Outcome of publication bias. A Funnel plot to detect publication bias regarding the anastomotic leakage rate. B Funnel plot to detect publication bias regarding the re-operation rate
Discussion
Anastomotic leakage is a very severe complication of rectal cancer surgery and is associated with considerable morbidity and mortality. The present study results suggested that anterior resection with TDT placement for rectal cancer had significantly lower anastomotic leakage and re-operation rates than anterior resection without TDT. Each study included a small number of patients; therefore, some of the studies did not reach statistical significance. However, the benefits of TDT placement to prevent anastomotic leakage and re-operation following leakage were revealed according to this meta-analysis.

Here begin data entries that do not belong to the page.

//! sentryd - Frigate Sentry daemon
//!
//! This daemon:
//! 1. Subscribes to the Frigate events topic and filters person detections
//! 2. Enforces a per-camera cooldown and a bounded in-flight queue
//! 3. Runs the analysis pipeline (snapshot, vision, scoring, confirmation)
//! 4. Executes allowlisted smart-home actions
//! 5. Publishes pending + final payloads on the bus and delivers chat alerts
//! 6. Appends every final decision to the event history

use anyhow::{Context, Result};
use clap::Parser;
use std::path::PathBuf;
use std::sync::atomic::{AtomicBool, Ordering};
use std::sync::Arc;
use std::time::Duration;

use frigate_sentry::intake::IntakeRunner;
use frigate_sentry::pipeline::{run_dispatcher, EventPipeline};
use frigate_sentry::publish::BusHandle;
use frigate_sentry::snapshot::spawn_staging_sweeper;
use frigate_sentry::vision::VisionClient;
use frigate_sentry::{CameraRegistry, ConfigStore, EventMemory, EventQueue};

const CONFIG_POLL_INTERVAL: Duration = Duration::from_secs(2);
const WORKER_GRACE_PERIOD: Duration = Duration::from_secs(5);

#[derive(Parser, Debug)]
#[command(
    author,
    version,
    about = "Bridge Frigate person detections to risk-scored security alerts"
)]
struct Args {
    /// Path to the runtime configuration file (JSON or TOML).
    #[arg(
        long,
        env = "SENTRY_CONFIG",
        default_value = "/etc/frigate-sentry/config.json"
    )]
    config: PathBuf,

    /// Skip the startup probe of the vision endpoint.
    #[arg(long, env = "SENTRY_SKIP_VISION_PROBE")]
    skip_vision_probe: bool,
}

fn main() -> Result<()> {
    env_logger::Builder::from_env(env_logger::Env::default().default_filter_or("info"))
        .target(env_logger::Target::Stdout)
        .init();
    let args = Args::parse();

    // The only fatal error in the process: an invalid config at startup.
    let store = ConfigStore::load(&args.config)
        .with_context(|| format!("load config from {}", args.config.display()))?;
    let cfg = store.snapshot();

    log::info!("frigate-sentry starting");
    log::info!("  config: {}", args.config.display());
    log::info!("  bus: {} topic={}", cfg.mqtt.broker_addr, cfg.mqtt.events_topic);
    log::info!("  analysis topic: {}", cfg.mqtt.analysis_topic());
    log::info!("  nvr: {}", cfg.nvr.url);
    log::info!("  vision: {} model={}", cfg.vision.endpoint, cfg.vision.model);
    log::info!(
        "  cooldown: {:?}, queue depth: {}",
        cfg.pipeline.cooldown,
        cfg.pipeline.queue_max_depth
    );
    log::info!(
        "  phases: confirmation={} actions={} delivery={}",
        cfg.phases.confirmation,
        cfg.phases.actions,
        cfg.phases.delivery
    );

    if !args.skip_vision_probe {
        match VisionClient::new().check_liveness(&cfg.vision) {
            Ok(()) => log::info!("vision endpoint is up"),
            Err(e) => log::warn!("vision endpoint probe failed: {e:#}"),
        }
    }

    let shutdown = Arc::new(AtomicBool::new(false));
    let queue = Arc::new(EventQueue::new(cfg.pipeline.queue_max_depth));
    let registry = Arc::new(CameraRegistry::new());
    let bus = Arc::new(BusHandle::new());
    let memory = Arc::new(EventMemory::open(&cfg.storage));

    {
        let shutdown = Arc::clone(&shutdown);
        let queue = Arc::clone(&queue);
        ctrlc::set_handler(move || {
            log::info!("shutdown requested");
            shutdown.store(true, Ordering::Relaxed);
            queue.close();
        })
        .context("install signal handler")?;
    }

    let watcher = ConfigStore::spawn_watcher(
        Arc::clone(&store),
        CONFIG_POLL_INTERVAL,
        Arc::clone(&shutdown),
    );
    let _sweeper = spawn_staging_sweeper(Arc::clone(&store), Arc::clone(&shutdown));

    let pipeline = Arc::new(EventPipeline::new(
        Arc::clone(&store),
        Arc::clone(&bus),
        Arc::clone(&memory),
    ));
    let dispatcher = {
        let pipeline = Arc::clone(&pipeline);
        let queue = Arc::clone(&queue);
        std::thread::spawn(move || run_dispatcher(pipeline, queue))
    };

    // The intake loop owns the bus connection and runs on the main thread.
    let intake = IntakeRunner::new(
        Arc::clone(&store),
        registry,
        Arc::clone(&queue),
        Arc::clone(&bus),
        Arc::clone(&shutdown),
    );
    intake.run()?;

    queue.close();
    if dispatcher.join().is_err() {
        log::warn!("dispatcher thread panicked");
    }
    // Give in-flight workers a moment to finish their publishes.
    std::thread::sleep(WORKER_GRACE_PERIOD);
    let _ = watcher.join();
    log::info!("frigate-sentry stopped");
    Ok(())
}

Various risk factors have been reported from previous studies. Gender, tumor location, the presence of diabetes mellitus, distance of anastomosis from the anal verge, the presence of preoperative chemoradiation, and advanced cancer stage have been identified as risk factors [9–11, 26, 27]. Furthermore, the preservation of the left colonic artery in anterior resection for middle and low rectal cancer has also been reported to be associated with lower risk of anastomotic leakage [28]. These clinicopathological factors should be considered in evaluating the effectiveness of TDT placement. Two retrospective studies had a significantly greater number of patients with diabetes mellitus and lower tumor locations in the TDT group, suggesting that more patients with a high risk background were included in the TDT group [20, 21]. Only one study included a patient who received preoperative chemotherapy [21]; therefore, further investigation should be performed to clarify the influence of chemoradiotherapy. Preoperative chemoradiotherapy is preferably applied in patients with advanced rectal cancer, and these patients potentially have a risk of anastomotic leakage. Taking these facts into consideration, the benefit of TDT placement should also be evaluated in these patients. Other risk factors were also analyzed, and no significant risk factors were detected in this meta-analysis. Furthermore, meta-regression analysis demonstrated that there were no significant covariates associated with either anastomotic leakage or re-operation rate. These analyses suggested that the results of this meta-analysis may have high validity.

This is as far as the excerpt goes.